Recorded data:
+++
// src/job.rs

//! One submission attempt of one task for one cycle.
//!
//! A `Job` binds a resolved command, properties and environment to a
//! scheduler job id. Jobs are created on submit and mutated only by
//! polling; a retry creates a brand-new `Job` record for the same
//! (task, cycle) key rather than resurrecting the old one.

use std::collections::BTreeMap;

use serde::{Deserialize, Serialize};

use crate::errors::Result;
use crate::sched::{JobState, SchedulerAdapter};

#[derive(Debug, Clone, PartialEq, Serialize, Deserialize)]
pub struct Job {
    /// Scheduler-assigned id; `None` until submission succeeds.
    pub scheduler_id: Option<String>,
    pub state: JobState,
    pub exit_status: Option<i32>,
    /// Wall-clock runtime in seconds, known once the job finished.
    pub execution_time: Option<f64>,
    pub command: String,
    pub properties: BTreeMap<String, String>,
    pub environment: BTreeMap<String, String>,
}

impl Job {
    pub fn new(
        command: String,
        properties: BTreeMap<String, String>,
        environment: BTreeMap<String, String>,
    ) -> Self {
        Self {
            scheduler_id: None,
            state: JobState::Pending,
            exit_status: None,
            execution_time: None,
            command,
            properties,
            environment,
        }
    }

    /// Submit via the adapter. On success the scheduler id is recorded
    /// and the job moves to `QUEUED`; on failure the id stays unset so a
    /// later pass can retry the submission.
    pub fn submit(&mut self, adapter: &dyn SchedulerAdapter) -> Result<()> {
        let id = adapter.submit(&self.command, &self.properties, &self.environment)?;
        self.scheduler_id = Some(id);
        self.state = JobState::Queued;
        Ok(())
    }

    /// Poll the scheduler and fold the result into this record.
    ///
    /// A terminal job is never polled again by the task state machine,
    /// so each terminal transition is observed exactly once.
    pub fn poll(&mut self, adapter: &dyn SchedulerAdapter) -> Result<()> {
        let Some(id) = self.scheduler_id.as_deref() else {
            return Ok(());
        };
        let status = adapter.poll(id)?;
        self.state = status.state;
        if status.exit_status.is_some() {
            self.exit_status = status.exit_status;
        }
        if status.execution_time.is_some() {
            self.execution_time = status.execution_time;
        }
        Ok(())
    }

    pub fn cancel(&self, adapter: &dyn SchedulerAdapter) -> Result<()> {
        match self.scheduler_id.as_deref() {
            Some(id) => adapter.cancel(id),
            None => Ok(()),
        }
    }

    pub fn is_terminal(&self) -> bool {
        self.state.is_terminal()
    }

    pub fn done_okay(&self) -> bool {
        self.state == JobState::Succeeded
    }

    pub fn crashed(&self) -> bool {
        self.state == JobState::Failed
    }

    /// Whether this job counts against its task's throttle: accepted by
    /// the scheduler and not yet terminal.
    pub fn is_active(&self) -> bool {
        self.scheduler_id.is_some() && !self.is_terminal()
    }
}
+++
What the task asks:
Please copy every line of the records above in which "cancel" appears.

Task output:
    pub fn cancel(&self, adapter: &dyn SchedulerAdapter) -> Result<()> {
            Some(id) => adapter.cancel(id),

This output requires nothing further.